### YOUR GOAL
In the data below, find the line containing "max_tokens = 200", then set down that line and every later line up to and including the line containing "let output = Command::new(kbh_binary())", exactly.

### LISTED RECORDS
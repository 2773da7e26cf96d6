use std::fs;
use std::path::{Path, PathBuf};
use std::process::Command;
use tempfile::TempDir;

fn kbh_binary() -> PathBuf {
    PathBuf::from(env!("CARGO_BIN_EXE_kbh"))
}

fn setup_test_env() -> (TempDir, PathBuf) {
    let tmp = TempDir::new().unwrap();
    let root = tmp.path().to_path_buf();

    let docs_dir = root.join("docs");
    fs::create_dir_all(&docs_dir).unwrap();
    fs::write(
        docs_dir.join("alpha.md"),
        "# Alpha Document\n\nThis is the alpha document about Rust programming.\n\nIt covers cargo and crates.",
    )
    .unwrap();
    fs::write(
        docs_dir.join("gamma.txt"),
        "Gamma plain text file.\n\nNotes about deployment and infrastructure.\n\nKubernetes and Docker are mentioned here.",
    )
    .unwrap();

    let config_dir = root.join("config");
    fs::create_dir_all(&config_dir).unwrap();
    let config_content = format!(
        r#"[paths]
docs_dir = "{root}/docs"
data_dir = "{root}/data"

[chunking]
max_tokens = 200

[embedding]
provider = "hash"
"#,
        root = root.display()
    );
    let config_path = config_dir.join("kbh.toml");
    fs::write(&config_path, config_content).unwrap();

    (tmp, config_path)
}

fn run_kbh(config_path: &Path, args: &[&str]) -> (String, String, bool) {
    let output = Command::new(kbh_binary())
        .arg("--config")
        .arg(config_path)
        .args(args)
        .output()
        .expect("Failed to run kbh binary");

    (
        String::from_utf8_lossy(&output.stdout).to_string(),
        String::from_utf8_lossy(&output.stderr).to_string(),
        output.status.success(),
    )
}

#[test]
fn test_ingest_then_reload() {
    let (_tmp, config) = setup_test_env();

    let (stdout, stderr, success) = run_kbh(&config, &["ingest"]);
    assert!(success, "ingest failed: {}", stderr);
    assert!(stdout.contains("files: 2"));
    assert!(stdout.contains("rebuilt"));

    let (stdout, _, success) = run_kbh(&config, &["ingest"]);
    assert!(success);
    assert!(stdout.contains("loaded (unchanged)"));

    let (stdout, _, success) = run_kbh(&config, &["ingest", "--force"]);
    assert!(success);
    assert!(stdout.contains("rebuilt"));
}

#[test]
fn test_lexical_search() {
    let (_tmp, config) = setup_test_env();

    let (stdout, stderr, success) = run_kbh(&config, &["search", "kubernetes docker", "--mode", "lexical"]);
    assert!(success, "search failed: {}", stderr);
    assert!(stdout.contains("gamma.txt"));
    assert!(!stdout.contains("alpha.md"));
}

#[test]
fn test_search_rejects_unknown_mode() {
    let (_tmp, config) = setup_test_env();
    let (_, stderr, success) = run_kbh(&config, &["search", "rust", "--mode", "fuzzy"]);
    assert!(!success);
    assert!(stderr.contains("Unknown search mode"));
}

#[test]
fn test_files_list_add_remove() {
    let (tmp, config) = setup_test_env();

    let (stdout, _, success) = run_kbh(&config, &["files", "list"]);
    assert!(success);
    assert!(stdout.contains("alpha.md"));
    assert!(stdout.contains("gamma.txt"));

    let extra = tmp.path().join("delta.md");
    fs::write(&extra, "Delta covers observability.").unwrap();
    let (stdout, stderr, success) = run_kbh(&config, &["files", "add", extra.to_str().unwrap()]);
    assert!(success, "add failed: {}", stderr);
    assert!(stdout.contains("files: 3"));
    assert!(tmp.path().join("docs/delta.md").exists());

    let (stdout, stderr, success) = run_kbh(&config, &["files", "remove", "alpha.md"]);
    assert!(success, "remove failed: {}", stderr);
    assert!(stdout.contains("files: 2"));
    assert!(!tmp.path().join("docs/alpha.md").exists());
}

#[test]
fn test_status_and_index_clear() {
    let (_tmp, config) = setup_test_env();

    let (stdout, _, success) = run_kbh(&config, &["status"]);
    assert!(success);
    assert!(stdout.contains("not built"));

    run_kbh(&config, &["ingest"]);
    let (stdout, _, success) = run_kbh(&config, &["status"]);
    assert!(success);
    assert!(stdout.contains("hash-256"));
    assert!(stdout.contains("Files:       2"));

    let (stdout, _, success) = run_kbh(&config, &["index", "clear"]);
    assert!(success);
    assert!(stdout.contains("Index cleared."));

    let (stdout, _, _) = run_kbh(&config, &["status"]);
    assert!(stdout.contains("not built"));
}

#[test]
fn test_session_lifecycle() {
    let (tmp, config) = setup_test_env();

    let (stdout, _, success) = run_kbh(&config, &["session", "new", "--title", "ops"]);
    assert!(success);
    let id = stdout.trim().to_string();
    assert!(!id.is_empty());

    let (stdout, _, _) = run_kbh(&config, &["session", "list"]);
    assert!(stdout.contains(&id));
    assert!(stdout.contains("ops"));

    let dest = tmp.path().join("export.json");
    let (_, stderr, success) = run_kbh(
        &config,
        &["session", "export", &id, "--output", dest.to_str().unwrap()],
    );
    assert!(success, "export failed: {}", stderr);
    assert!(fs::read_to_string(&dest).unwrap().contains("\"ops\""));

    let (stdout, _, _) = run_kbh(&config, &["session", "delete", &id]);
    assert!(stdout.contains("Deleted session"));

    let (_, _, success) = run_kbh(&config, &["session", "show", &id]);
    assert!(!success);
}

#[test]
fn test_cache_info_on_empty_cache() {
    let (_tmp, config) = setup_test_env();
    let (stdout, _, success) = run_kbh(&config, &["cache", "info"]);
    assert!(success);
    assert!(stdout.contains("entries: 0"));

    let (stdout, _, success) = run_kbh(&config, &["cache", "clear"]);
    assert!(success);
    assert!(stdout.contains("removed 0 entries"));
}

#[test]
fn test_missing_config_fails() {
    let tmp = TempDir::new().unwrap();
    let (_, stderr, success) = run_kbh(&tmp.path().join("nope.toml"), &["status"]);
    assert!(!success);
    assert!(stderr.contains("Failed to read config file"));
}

### RESPONSE TO THIS TASK
max_tokens = 200

[embedding]
provider = "hash"
"#,
        root = root.display()
    );
    let config_path = config_dir.join("kbh.toml");
    fs::write(&config_path, config_content).unwrap();

    (tmp, config_path)
}

fn run_kbh(config_path: &Path, args: &[&str]) -> (String, String, bool) {
    let output = Command::new(kbh_binary())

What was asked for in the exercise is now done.